__What is needed__:
Only the lines from the one containing "pub fn merge(&mut" through the last line of the data are to be written out, exactly and in full.

__Source data__:
######

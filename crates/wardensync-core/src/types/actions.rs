//! Reconciliation result

use serde::{Deserialize, Serialize};
use std::collections::BTreeSet;

/// Emails that need to be invited, revoked or restored
#[derive(Debug, Clone, Default, PartialEq, Eq, Serialize, Deserialize)]
pub struct SyncActions {
    pub invite: BTreeSet<String>,
    pub revoke: BTreeSet<String>,
    pub restore: BTreeSet<String>,
}

impl SyncActions {
    pub fn is_empty(&self) -> bool {
        self.invite.is_empty() && self.revoke.is_empty() && self.restore.is_empty()
    }

    pub fn total(&self) -> usize {
        self.invite.len() + self.revoke.len() + self.restore.len()
    }

    /// Union another action set into this one
    pub fn merge(&mut self, other: &SyncActions) {
        self.invite.extend(other.invite.iter().cloned());
        self.revoke.extend(other.revoke.iter().cloned());
        self.restore.extend(other.restore.iter().cloned());
    }

    /// True when no email appears in more than one category
    pub fn is_disjoint(&self) -> bool {
        self.invite.is_disjoint(&self.revoke)
            && self.invite.is_disjoint(&self.restore)
            && self.revoke.is_disjoint(&self.restore)
    }
}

######

__Result of this task__:
    pub fn merge(&mut self, other: &SyncActions) {
        self.invite.extend(other.invite.iter().cloned());
        self.revoke.extend(other.revoke.iter().cloned());
        self.restore.extend(other.restore.iter().cloned());
    }

    /// True when no email appears in more than one category
    pub fn is_disjoint(&self) -> bool {
        self.invite.is_disjoint(&self.revoke)
            && self.invite.is_disjoint(&self.restore)
            && self.revoke.is_disjoint(&self.restore)
    }
}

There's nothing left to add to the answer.